# Whiting???



## pgibson (Apr 29, 2008)

I've gone to Johnson's' Beach 4-5 time lately and have caught no "0" Whiting. Can any of you give me an idea where I need to be fishing? Paul


----------



## sc23 (Jun 17, 2008)

Fort Pickens. A reliable source, says he caught a small ice

chest using white jigs, tipped with shrimp.


----------



## IanR (Jun 10, 2008)

I've caught some off fort pickens as well. Used cut pinfish for bait


----------



## pgibson (Apr 29, 2008)

I have always done well catching whiting. I could catch them when no one else could so to speak. But my concern was that they have suddenly just vanished. I was thinking that it might be the Jellyfish or something. I fish the drop off and holes where they should be but nothing. As you have indicated; my be I need to change places to fish . I live in Lillian so fishing at Fort Picken is a little for off. Thanks for your response. Paul


----------



## Shiznik (Feb 24, 2008)

Don't feel bad, I have always caught Whiting while growing up and now when I hit the beach, I try to target Whiting with a few of my rods because I love the meat. It is one of my favorite fish overall. Thing is, I can try my best to catch them and can't get them to bite. I am not sure if they have done any restoration to the shores in your area, but I am starting to think that we have a couple more years for our shores to get back to being like they were. We don't have as many Sand fleas around like we used to and I wonder if that was a main staple of the Whiting. It would make sense to me. A few years back, we could always count on a Whiting or two to be in the cooler along with the Pompano.


----------



## pgibson (Apr 29, 2008)

I find that a small hook on a Texas rig type set up is the best for whiting.
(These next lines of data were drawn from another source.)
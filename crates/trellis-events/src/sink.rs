use std::sync::Arc;

use tokio::sync::broadcast;
use tracing::debug;

use crate::event::WorkflowEvent;

/// Destination for lifecycle notifications.
///
/// Implementations must not block: `emit` is called from execution paths.
pub trait EventSink: Send + Sync {
  fn emit(&self, event: WorkflowEvent);
}

/// Shared handle to a sink, injected at construction time.
pub type SharedSink = Arc<dyn EventSink>;

/// Fans events out over a bounded broadcast channel.
///
/// Lagging or absent subscribers never block the emitter; a send into a
/// channel with no receivers is simply dropped.
pub struct BroadcastSink {
  tx: broadcast::Sender<WorkflowEvent>,
}

impl BroadcastSink {
  pub fn new(capacity: usize) -> Self {
    let (tx, _) = broadcast::channel(capacity);
    Self { tx }
  }

  /// Subscribe to the event stream.
  pub fn subscribe(&self) -> broadcast::Receiver<WorkflowEvent> {
    self.tx.subscribe()
  }
}

impl EventSink for BroadcastSink {
  fn emit(&self, event: WorkflowEvent) {
    debug!(event = event.name(), payload = ?event, "event_emitted");
    // Err means no live receivers, which is fine.
    let _ = self.tx.send(event);
  }
}

/// Discards every event. Still records a tracing record per event.
#[derive(Default)]
pub struct NullSink;

impl EventSink for NullSink {
  fn emit(&self, event: WorkflowEvent) {
    debug!(event = event.name(), payload = ?event, "event_emitted");
  }
}

#[cfg(test)]
mod tests {
  use super::*;

  #[test]
  fn broadcast_delivers_to_subscriber() {
    let sink = BroadcastSink::new(16);
    let mut rx = sink.subscribe();

    sink.emit(WorkflowEvent::ProgressUpdate {
      execution_id: "e1".into(),
      progress: 50,
    });

    let event = rx.try_recv().expect("event should be buffered");
    assert_eq!(event.name(), "progress_update");
  }

  #[test]
  fn emit_without_subscribers_is_silent() {
    let sink = BroadcastSink::new(4);
    sink.emit(WorkflowEvent::ExecutionCompleted {
      execution_id: "e1".into(),
    });
  }
}
//! Emergency protocol handler.
//!
//! Invoked by the pipeline when a critical, stop-required violation occurs,
//! or directly through [`EmergencyHandler::force_emergency_stop`]. The
//! procedure is fixed: stop all operations on the device, drive it to its
//! safe state, notify stakeholders when the category is medical, and write
//! an incident log entry. The action plan is identical for every category;
//! only notification is category-conditional.

use std::sync::{Arc, RwLock};
use std::time::{SystemTime, UNIX_EPOCH};

use serde::{Deserialize, Serialize};
use tokio_util::sync::CancellationToken;
use tracing::{error, info, warn};
use trellis_config::DeviceCategory;
use trellis_device::{DeviceCommand, DeviceExecutor};
use trellis_events::{SharedSink, WorkflowEvent};

/// One compensating action within an emergency procedure.
#[derive(Debug, Clone, PartialEq, Serialize, Deserialize)]
pub struct EmergencyAction {
  pub sequence: u32,
  pub action: String,
}

/// Record of one executed emergency procedure.
#[derive(Debug, Clone, PartialEq, Serialize, Deserialize)]
pub struct EmergencyProcedure {
  pub procedure_id: String,
  pub device_id: String,
  pub reason: String,
  pub actions: Vec<EmergencyAction>,
  pub medical_notification_sent: bool,
}

/// One line in the in-memory incident log.
#[derive(Debug, Clone, PartialEq, Serialize, Deserialize)]
pub struct IncidentRecord {
  pub incident_id: String,
  pub device_id: String,
  pub reason: String,
  pub recorded_at_ms: u64,
}

/// Executes the fixed stop/safe-state/notify/log sequence.
pub struct EmergencyHandler {
  executor: Arc<dyn DeviceExecutor>,
  sink: SharedSink,
  procedures: RwLock<Vec<EmergencyProcedure>>,
  incidents: RwLock<Vec<IncidentRecord>>,
}

impl EmergencyHandler {
  pub fn new(executor: Arc<dyn DeviceExecutor>, sink: SharedSink) -> Self {
    Self {
      executor,
      sink,
      procedures: RwLock::new(Vec::new()),
      incidents: RwLock::new(Vec::new()),
    }
  }

  /// The canonical two-action plan, independent of device category.
  pub fn canonical_plan() -> Vec<EmergencyAction> {
    vec![
      EmergencyAction {
        sequence: 1,
        action: "stop_all".to_string(),
      },
      EmergencyAction {
        sequence: 2,
        action: "set_safe_state".to_string(),
      },
    ]
  }

  /// Handle a stop-required violation raised by the pipeline.
  pub async fn handle(
    &self,
    device_id: &str,
    category: DeviceCategory,
    reason: &str,
  ) -> EmergencyProcedure {
    self.run(device_id, Some(category), reason).await
  }

  /// Force the protocol for a device, outside any validation chain.
  pub async fn force_emergency_stop(&self, device_id: &str, reason: &str) -> EmergencyProcedure {
    self.run(device_id, None, reason).await
  }

  async fn run(
    &self,
    device_id: &str,
    category: Option<DeviceCategory>,
    reason: &str,
  ) -> EmergencyProcedure {
    error!(device_id = %device_id, reason = %reason, "emergency_protocol_started");

    let actions = Self::canonical_plan();
    for action in &actions {
      self.execute_action(device_id, category, &action.action).await;
    }

    let is_medical = category.is_some_and(|c| c.is_medical());
    if is_medical {
      info!(device_id = %device_id, "emergency_stakeholders_notified");
      self.sink.emit(WorkflowEvent::SafetyIncident {
        device_id: device_id.to_string(),
        severity: "critical".to_string(),
        description: reason.to_string(),
      });
    }

    let incident = IncidentRecord {
      incident_id: uuid::Uuid::new_v4().to_string(),
      device_id: device_id.to_string(),
      reason: reason.to_string(),
      recorded_at_ms: SystemTime::now()
        .duration_since(UNIX_EPOCH)
        .map(|d| d.as_millis() as u64)
        .unwrap_or(0),
    };
    self.incidents.write().unwrap().push(incident);

    let procedure = EmergencyProcedure {
      procedure_id: uuid::Uuid::new_v4().to_string(),
      device_id: device_id.to_string(),
      reason: reason.to_string(),
      actions,
      medical_notification_sent: is_medical,
    };
    self.procedures.write().unwrap().push(procedure.clone());

    info!(
      device_id = %device_id,
      procedure_id = %procedure.procedure_id,
      "emergency_protocol_completed"
    );

    procedure
  }

  /// Best-effort: an action failure is logged, never escalated.
  async fn execute_action(&self, device_id: &str, category: Option<DeviceCategory>, action: &str) {
    let command = DeviceCommand {
      command_id: uuid::Uuid::new_v4().to_string(),
      execution_id: "emergency".to_string(),
      device_id: device_id.to_string(),
      device_category: category.unwrap_or(DeviceCategory::Personal),
      capability: action.to_string(),
      parameters: Default::default(),
      expected_result: None,
    };

    if let Err(e) = self
      .executor
      .execute(&command, &CancellationToken::new())
      .await
    {
      warn!(
        device_id = %device_id,
        action = %action,
        error = %e,
        "emergency_action_failed"
      );
    }
  }

  /// Executed procedures, newest last.
  pub fn procedures(&self) -> Vec<EmergencyProcedure> {
    self.procedures.read().unwrap().clone()
  }

  /// Incident log entries, newest last.
  pub fn incidents(&self) -> Vec<IncidentRecord> {
    self.incidents.read().unwrap().clone()
  }
}

#[cfg(test)]
mod tests {
  use trellis_device::{SimulatedDevice, SimulatedFleet};
  use trellis_events::NullSink;

  use super::*;

  fn handler(fleet: SimulatedFleet) -> EmergencyHandler {
    EmergencyHandler::new(Arc::new(fleet), Arc::new(NullSink))
  }

  #[tokio::test]
  async fn forced_stop_records_canonical_plan() {
    let fleet = SimulatedFleet::new();
    fleet.insert("pump-1", SimulatedDevice::online(&["stop_all", "set_safe_state"]));
    let handler = handler(fleet);

    let procedure = handler.force_emergency_stop("pump-1", "operator request").await;

    assert_eq!(procedure.actions.len(), 2);
    assert_eq!(procedure.actions[0].sequence, 1);
    assert_eq!(procedure.actions[0].action, "stop_all");
    assert_eq!(procedure.actions[1].sequence, 2);
    assert_eq!(procedure.actions[1].action, "set_safe_state");
    assert!(!procedure.medical_notification_sent);
  }

  #[tokio::test]
  async fn medical_category_notifies_and_logs_incident() {
    let fleet = SimulatedFleet::new();
    fleet.insert("pump-1", SimulatedDevice::online(&["stop_all", "set_safe_state"]));
    let handler = handler(fleet);

    let procedure = handler
      .handle("pump-1", DeviceCategory::Medical, "rate limit exceeded")
      .await;

    assert!(procedure.medical_notification_sent);
    assert_eq!(handler.incidents().len(), 1);
    assert_eq!(handler.procedures().len(), 1);
  }

  #[tokio::test]
  async fn device_failure_does_not_abort_the_procedure() {
    // Unknown device: both actions fail, the procedure still completes.
    let handler = handler(SimulatedFleet::new());
    let procedure = handler.force_emergency_stop("ghost", "test").await;
    assert_eq!(procedure.actions, EmergencyHandler::canonical_plan());
    assert_eq!(handler.incidents().len(), 1);
  }
}
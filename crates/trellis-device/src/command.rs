use std::collections::HashMap;

use serde::{Deserialize, Serialize};
use trellis_config::DeviceCategory;

/// One capability invocation handed to a device executor.
#[derive(Debug, Clone, PartialEq, Serialize, Deserialize)]
pub struct DeviceCommand {
  pub command_id: String,
  pub execution_id: String,
  pub device_id: String,
  pub device_category: DeviceCategory,
  pub capability: String,
  #[serde(default)]
  pub parameters: HashMap<String, serde_json::Value>,
  /// Expected result for post-hoc verification, when the editor supplied one.
  #[serde(skip_serializing_if = "Option::is_none")]
  pub expected_result: Option<serde_json::Value>,
}

/// Result of a device operation.
#[derive(Debug, Clone, PartialEq, Serialize, Deserialize)]
pub struct OperationOutcome {
  pub result: serde_json::Value,
  pub metrics: OperationMetrics,
}

#[derive(Debug, Clone, PartialEq, Serialize, Deserialize)]
#[serde(rename_all = "camelCase")]
pub struct OperationMetrics {
  pub safety_compliant: bool,
  #[serde(skip_serializing_if = "Option::is_none")]
  pub duration_ms: Option<u64>,
}
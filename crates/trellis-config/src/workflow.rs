use serde::{Deserialize, Serialize};

use crate::connection::ConnectionDef;
use crate::metadata::MetadataDef;
use crate::node::NodeDef;

/// A complete workflow definition as exported by the visual editor.
#[derive(Debug, Clone, PartialEq, Serialize, Deserialize)]
pub struct WorkflowDef {
  pub nodes: Vec<NodeDef>,
  pub connections: Vec<ConnectionDef>,
  pub metadata: MetadataDef,
}
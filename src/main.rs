use std::collections::HashMap;
use std::path::{Path, PathBuf};
use std::sync::Arc;
use std::time::Duration;

use anyhow::{Context, Result, bail};
use clap::{Parser, Subcommand};

use trellis_compiler::{CompiledPlan, WorkflowCompiler};
use trellis_coordinator::{ExecutionCoordinator, ExecutionOptions, ExecutionStatus};
use trellis_device::{SimulatedDevice, SimulatedFleet};
use trellis_events::{NullSink, SharedSink};
use trellis_safety::{EmergencyHandler, Priority, SafetyPipeline, UserContext};
use trellis_workflow::WorkflowParser;

/// Trellis - a device workflow orchestration engine
#[derive(Parser)]
#[command(name = "trellis")]
#[command(version, about, long_about = None)]
struct Cli {
  #[command(subcommand)]
  command: Option<Commands>,
}

#[derive(Subcommand)]
enum Commands {
  /// Compile a workflow into an execution plan and print it
  Compile {
    /// Path to the workflow file (JSON)
    workflow_file: PathBuf,
  },

  /// Compile and execute a workflow against a simulated device fleet
  Run {
    /// Path to the workflow file (JSON)
    workflow_file: PathBuf,

    /// User id attached to every operation request
    #[arg(long, default_value = "operator")]
    user: String,

    /// Permission granted to the user (repeatable)
    #[arg(long = "permission", default_value = "device_control")]
    permissions: Vec<String>,

    /// Request priority: normal, high, urgent, or emergency
    #[arg(long, default_value = "normal")]
    priority: String,

    /// Overall deadline in milliseconds
    #[arg(long)]
    timeout_ms: Option<u64>,

    /// Bypass the safety pipeline (simulated fleets only)
    #[arg(long)]
    skip_safety: bool,
  },
}

fn main() -> Result<()> {
  init_tracing();
  let cli = Cli::parse();

  match cli.command {
    Some(Commands::Compile { workflow_file }) => compile_command(workflow_file),
    Some(Commands::Run {
      workflow_file,
      user,
      permissions,
      priority,
      timeout_ms,
      skip_safety,
    }) => {
      let rt = tokio::runtime::Runtime::new()?;
      rt.block_on(async {
        run_command(
          workflow_file,
          user,
          permissions,
          priority,
          timeout_ms,
          skip_safety,
        )
        .await
      })
    }
    None => {
      println!("trellis - use --help to see available commands");
      Ok(())
    }
  }
}

fn init_tracing() {
  use tracing_subscriber::EnvFilter;

  let filter = EnvFilter::try_from_default_env().unwrap_or_else(|_| EnvFilter::new("info"));
  tracing_subscriber::fmt()
    .with_env_filter(filter)
    .with_writer(std::io::stderr)
    .init();
}

fn compile_command(workflow_file: PathBuf) -> Result<()> {
  let sink: SharedSink = Arc::new(NullSink);
  let plan = load_plan(&workflow_file, &sink)?;

  eprintln!(
    "Compiled plan {} with {} step(s), estimated {}ms",
    plan.plan_id,
    plan.steps.len(),
    plan.estimated_duration.as_millis()
  );
  for warning in &plan.warnings {
    eprintln!("warning: node {}: {}", warning.node_id, warning.message);
  }

  println!("{}", serde_json::to_string_pretty(&plan)?);
  Ok(())
}

async fn run_command(
  workflow_file: PathBuf,
  user: String,
  permissions: Vec<String>,
  priority: String,
  timeout_ms: Option<u64>,
  skip_safety: bool,
) -> Result<()> {
  let sink: SharedSink = Arc::new(NullSink);
  let plan = load_plan(&workflow_file, &sink)?;

  // Every device the plan touches gets a healthy simulated stand-in.
  let fleet = seed_fleet(&plan);
  let executor = Arc::new(fleet.clone());
  let emergency = Arc::new(EmergencyHandler::new(executor.clone(), sink.clone()));
  let pipeline = Arc::new(SafetyPipeline::new(
    Arc::new(fleet),
    emergency,
    sink.clone(),
  ));
  let coordinator = ExecutionCoordinator::new(executor, pipeline, sink);

  let perms: Vec<&str> = permissions.iter().map(String::as_str).collect();
  let user = UserContext::new(user, &perms);
  let options = ExecutionOptions {
    timeout: timeout_ms.map(Duration::from_millis),
    skip_safety_checks: skip_safety,
    priority: parse_priority(&priority)?,
    ..ExecutionOptions::default()
  };

  let execution = coordinator.execute_workflow(&plan, &user, options).await;

  eprintln!(
    "Execution {} finished: {:?} ({}%)",
    execution.execution_id, execution.status, execution.progress
  );

  println!("{}", serde_json::to_string_pretty(&execution)?);

  match execution.status {
    ExecutionStatus::Completed => Ok(()),
    _ => {
      let detail = execution
        .error
        .map(|e| format!("{}: {}", e.code, e.message))
        .unwrap_or_else(|| "cancelled".to_string());
      bail!("execution did not complete: {detail}")
    }
  }
}

fn load_plan(workflow_file: &Path, sink: &SharedSink) -> Result<CompiledPlan> {
  let content = std::fs::read_to_string(workflow_file)
    .with_context(|| format!("failed to read workflow file: {}", workflow_file.display()))?;
  let payload: serde_json::Value = serde_json::from_str(&content)
    .with_context(|| format!("failed to parse workflow file: {}", workflow_file.display()))?;

  let workflow = WorkflowParser::new(sink.clone())
    .parse(&payload)
    .context("workflow validation failed")?;
  eprintln!(
    "Loaded workflow '{}' with {} node(s)",
    workflow.metadata.name,
    workflow.nodes.len()
  );

  WorkflowCompiler::new(sink.clone())
    .compile(&workflow)
    .context("workflow compilation failed")
}

fn seed_fleet(plan: &CompiledPlan) -> SimulatedFleet {
  let mut capabilities: HashMap<String, Vec<String>> = HashMap::new();
  for step in &plan.steps {
    for sequence in &step.device_operations {
      let entry = capabilities.entry(sequence.device_id.clone()).or_default();
      for operation in &sequence.operations {
        entry.push(operation.capability.clone());
      }
    }
  }

  let fleet = SimulatedFleet::new();
  for (device_id, caps) in capabilities {
    let refs: Vec<&str> = caps.iter().map(String::as_str).collect();
    fleet.insert(device_id, SimulatedDevice::online(&refs));
  }
  fleet
}

fn parse_priority(value: &str) -> Result<Priority> {
  match value {
    "normal" => Ok(Priority::Normal),
    "high" => Ok(Priority::High),
    "urgent" => Ok(Priority::Urgent),
    "emergency" => Ok(Priority::Emergency),
    other => bail!("unknown priority '{other}' (expected normal, high, urgent, or emergency)"),
  }
}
This consist of a small egg weight that slip free on the line a swivel and a 18" leader with the small hook. For bait I use a pinch of the freshest shrimp I can find. Whiting have a small mouth. You want them to grab the whole thing. I will get about 5 baits off off one shrimp. This is the biggest mistake I see people make is using a whole shrimp. What are they trying to do??? Chock them to dead. The poor whiting has to keep picking at the bait until they get it all and is worn out. I look for sand holes that are close in and try to fish the downward side of the wave trim flowing into it. This is where the water is flowing into the hole. Whiting seem to wait for Crustacean to fall over into the hole. Most of the time I will only cast about 45' or less from the shore. I reel in slowly, this seems to make them strike as if the bait might get away from them. This is how I do it. If you know of a better way I would like to know. pgibson


----------